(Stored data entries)

//! CMS assets and URL normalization.

use serde::{Deserialize, Serialize};
use serde_json::{Map, Value};

/// Make a CMS file URL absolute. Protocol-relative URLs (`//host/path`) get
/// an `https:` scheme; anything else is returned unchanged, so the function
/// is idempotent.
pub fn normalize_asset_url(raw: &str) -> String {
    if raw.starts_with("//") {
        format!("https:{raw}")
    } else {
        raw.to_string()
    }
}

#[derive(Debug, Clone, PartialEq, Serialize, Deserialize)]
pub struct AssetSys {
    pub id: String,
    #[serde(flatten)]
    pub extra: Map<String, Value>,
}

#[derive(Debug, Clone, PartialEq, Serialize, Deserialize)]
pub struct AssetFile {
    /// Absent while the CMS is still processing an upload.
    #[serde(default, skip_serializing_if = "Option::is_none")]
    pub url: Option<String>,
    #[serde(
        rename = "contentType",
        default,
        skip_serializing_if = "Option::is_none"
    )]
    pub content_type: Option<String>,
    #[serde(rename = "fileName", default, skip_serializing_if = "Option::is_none")]
    pub file_name: Option<String>,
    #[serde(default, skip_serializing_if = "Option::is_none")]
    pub details: Option<Value>,
}

#[derive(Debug, Clone, Default, PartialEq, Serialize, Deserialize)]
pub struct AssetFields {
    #[serde(default, skip_serializing_if = "Option::is_none")]
    pub title: Option<String>,
    #[serde(default, skip_serializing_if = "Option::is_none")]
    pub description: Option<String>,
    #[serde(default, skip_serializing_if = "Option::is_none")]
    pub file: Option<AssetFile>,
}

/// A binary resource (image) managed by the CMS.
#[derive(Debug, Clone, PartialEq, Serialize, Deserialize)]
pub struct Asset {
    pub sys: AssetSys,
    #[serde(default)]
    pub fields: AssetFields,
}

impl Asset {
    pub fn id(&self) -> &str {
        &self.sys.id
    }

    /// Absolute file URL, when the asset has a file attached.
    pub fn resolved_url(&self) -> Option<String> {
        self.fields
            .file
            .as_ref()
            .and_then(|file| file.url.as_deref())
            .map(normalize_asset_url)
    }
}
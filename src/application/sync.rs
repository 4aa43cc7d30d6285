//! Batch job that mirrors CMS content into the content cache.
//!
//! A run walks every configured content type in every locale, one request at
//! a time. A failing (content type, locale) pair is reported and skipped;
//! only a broken progress sink or a failed write of an extracted asset URL
//! ends the run early. Nothing is rolled back.

use std::{sync::Arc, time::Instant};

use metrics::{counter, histogram};
use thiserror::Error;
use tracing::{info, warn};

use crate::application::{
    cache::{CacheError, ContentCache},
    progress::{ProgressError, ProgressSink},
    repos::{CmsClient, CmsError, EntryQuery},
};
use crate::config::SyncSettings;
use crate::domain::{
    ContentType, Locale,
    fields::{AssetCollector, walk_fields},
};

pub const DEFAULT_PAGE_LIMIT: u32 = 1000;
pub const DEFAULT_INCLUDE_DEPTH: u8 = 10;

#[derive(Debug, Error)]
pub enum SyncError {
    #[error(transparent)]
    Progress(#[from] ProgressError),
    #[error("failed to cache asset `{asset_id}`: {source}")]
    AssetWrite {
        asset_id: String,
        #[source]
        source: CacheError,
    },
}

#[derive(Debug, Error)]
enum UnitError {
    #[error(transparent)]
    Cms(#[from] CmsError),
    #[error(transparent)]
    Cache(#[from] CacheError),
}

#[derive(Debug, Clone, PartialEq, Eq)]
pub struct SyncOptions {
    pub content_types: Vec<ContentType>,
    pub locales: Vec<Locale>,
    /// Maximum entries (and assets) requested per call.
    pub page_limit: u32,
    pub include_depth: u8,
    /// Also cache every asset from the CMS asset listing, referenced or not.
    pub include_asset_listing: bool,
}

impl Default for SyncOptions {
    fn default() -> Self {
        Self {
            content_types: ContentType::ALL.to_vec(),
            locales: Locale::ALL.to_vec(),
            page_limit: DEFAULT_PAGE_LIMIT,
            include_depth: DEFAULT_INCLUDE_DEPTH,
            include_asset_listing: true,
        }
    }
}

impl From<&SyncSettings> for SyncOptions {
    fn from(settings: &SyncSettings) -> Self {
        Self {
            content_types: settings.content_types.clone(),
            locales: Locale::ALL.to_vec(),
            page_limit: settings.page_limit,
            include_depth: settings.include_depth,
            include_asset_listing: settings.include_asset_listing,
        }
    }
}
// This file is part of bounded-list.
// SPDX-License-Identifier: MIT OR Apache-2.0

//! Diagnostics for refused mutations.
//!
//! With the `log` feature enabled, every mutation that fails emits one
//! `trace`-level record under the `bounded_list` target. Without it, this
//! module compiles down to returning the error unchanged.

// Crate imports
use crate::error::Error;

/// `log` target used for all records emitted by this crate.
#[cfg(feature = "log")]
pub(crate) const TARGET: &str = "bounded_list";

/// Records that `op` was refused with `err` and hands `err` back to the caller.
#[inline]
pub(crate) fn refused(op: &'static str, err: Error, count: u8, capacity: u8) -> Error {
    #[cfg(feature = "log")]
    log::trace!(target: TARGET, "{op} refused at {count}/{capacity}: {err}");
    #[cfg(not(feature = "log"))]
    let _ = (op, count, capacity);
    err
}
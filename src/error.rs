// This file is part of bounded-list.
// SPDX-License-Identifier: MIT OR Apache-2.0

//! Error types for `BoundedList`.
//!
//! Every fallible operation reports one of these and leaves the list untouched.
//! They are `Copy` and implement `core::error::Error`.

// Core imports
use core::{error::Error as CoreError, fmt};

/// Errors returned by operations on [`BoundedList`](crate::BoundedList).
#[derive(Debug, Clone, Copy, PartialEq, Eq, Hash)]
#[non_exhaustive]
pub enum Error {
    /// The operation would exceed the fixed capacity (`N`).
    Full,
    /// The item passed to [`BoundedList::remove`](crate::BoundedList::remove) is not in the list.
    NotFound,
    /// An index was outside the live prefix `[0, count)` (or `[0, count]` for insertion).
    OutOfBounds,
}

impl fmt::Display for Error {
    fn fmt(&self, f: &mut fmt::Formatter<'_>) -> fmt::Result {
        match self {
            Self::Full => f.write_str("capacity exceeded"),
            Self::NotFound => f.write_str("item not found"),
            Self::OutOfBounds => f.write_str("index out of bounds"),
        }
    }
}

impl CoreError for Error {}

#[cfg(test)]
mod tests {
    // Imports
    use crate::Error;
    use alloc::string::{String, ToString};
    use core::error::Error as CoreError;

    fn takes_error(e: &dyn CoreError) -> String {
        e.to_string()
    }

    #[test]
    fn test_error_is_core_error() {
        let s = takes_error(&Error::OutOfBounds);
        assert!(s.contains("out of bounds"));
    }

    #[test]
    fn test_display_messages() {
        assert_eq!(Error::Full.to_string(), "capacity exceeded");
        assert_eq!(Error::NotFound.to_string(), "item not found");
        assert_eq!(Error::OutOfBounds.to_string(), "index out of bounds");
    }
}
// This file is part of bounded-list.
// SPDX-License-Identifier: MIT OR Apache-2.0

//! # `bounded-list`
//!
//! A `no_std`, fixed-capacity list with inline storage and **no `unsafe`**.
//!
//! The core type, [`BoundedList<T, N>`], owns exactly `N` slots of `T`
//! (`1 <= N <= 127`) and tracks an occupied-count `count ∈ 0..=N`. Live
//! elements always form the contiguous prefix `[0, count)`. Nothing is ever
//! allocated on the heap and the capacity never changes.
//!
//! ## When to use this crate
//!
//! - You are in a `no_std`, embedded or real-time environment.
//! - You know the maximum number of elements at compile time and it is small.
//! - You want every capacity failure to be an explicit, recoverable `Result`.
//!
//! It may not be the best fit if you need more than 127 elements, growth, or
//! iterator adapters beyond what the slice view (`Deref<Target = [T]>`) gives.
//!
//! ## Semantics
//!
//! - Capacity is fixed at compile time (`BoundedList::<T, N>::CAPACITY`) and
//!   checked to lie in `1..=127` when a constructor is instantiated.
//! - Indices and counts are [`Index`] (`u8`). Search results are
//!   `Option<Index>`, `None` meaning not found.
//! - Mutations that can fail never panic and never partially apply:
//!   - [`Error::Full`]: [`add`](BoundedList::add), [`insert`](BoundedList::insert),
//!     [`resize`](BoundedList::resize) past capacity;
//!   - [`Error::NotFound`]: [`remove`](BoundedList::remove) of an absent item;
//!   - [`Error::OutOfBounds`]: [`remove_at`](BoundedList::remove_at),
//!     [`insert`](BoundedList::insert) or [`try_get`](BoundedList::try_get)
//!     with an index outside the live prefix.
//! - `list[i]` panics on a bad index, exactly like a slice.
//! - Vacant slots hold `T::default()`. A value is dropped as soon as it leaves
//!   the list (remove, shrink, clear), not when the list is dropped.
//!
//! ## Features
//!
//! - `serde`: `Serialize` / `Deserialize` as a sequence of at most `N`
//!   elements (`T: Default` for deserialization).
//! - `log`: every refused mutation emits a `trace` record under the
//!   `bounded_list` target through the `log` facade.
//!
//! ## Example
//!
//! ```rust
//! use bounded_list::{BoundedList, Error};
//!
//! let mut v: BoundedList<u8, 4> = BoundedList::new();
//! v.add(1).unwrap();
//! v.add(2).unwrap();
//! v.insert(0, 0).unwrap();
//! assert_eq!(v.as_slice(), &[0, 1, 2]);
//!
//! v.resize(4).unwrap();
//! assert_eq!(v.as_slice(), &[0, 1, 2, 0]);
//! assert_eq!(v.add(9), Err(Error::Full));
//!
//! assert_eq!(v.remove_at(1), Ok(1));
//! assert_eq!(v.remove_at(7), Err(Error::OutOfBounds));
//! assert_eq!(v.last_index(), 2);
//! ```

#![forbid(unsafe_code)]
#![cfg_attr(not(test), no_std)]

#[cfg(test)]
extern crate alloc;

// Modules
mod error;
mod index;
mod list;
#[cfg(feature = "serde")]
mod serde;
mod trace;

// Public exports (crate API surface)
pub use error::Error;
pub use list::{BoundedList, Index, MAX_CAPACITY};
// This file is part of bounded-list.
// SPDX-License-Identifier: MIT OR Apache-2.0

// Crate imports
use crate::list::{BoundedList, Index};

impl<T: PartialEq, const N: usize> BoundedList<T, N> {
    /// Returns the lowest index whose element equals `item`, or `None`.
    ///
    /// Scans the live prefix left to right; vacant slots are never compared.
    #[inline]
    pub fn index_of(&self, item: &T) -> Option<Index> {
        self.as_slice()
            .iter()
            .position(|x| x == item)
            .and_then(|i| Index::try_from(i).ok())
    }

    /// Returns `true` if any live element equals `item`.
    #[inline]
    pub fn contains(&self, item: &T) -> bool {
        self.index_of(item).is_some()
    }
}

▸ **What you should do**
In the lines above, find each one with "slots" and list it.

▸ **Response below**
//! The core type, [`BoundedList<T, N>`], owns exactly `N` slots of `T`
//! - Vacant slots hold `T::default()`. A value is dropped as soon as it leaves
    /// Scans the live prefix left to right; vacant slots are never compared.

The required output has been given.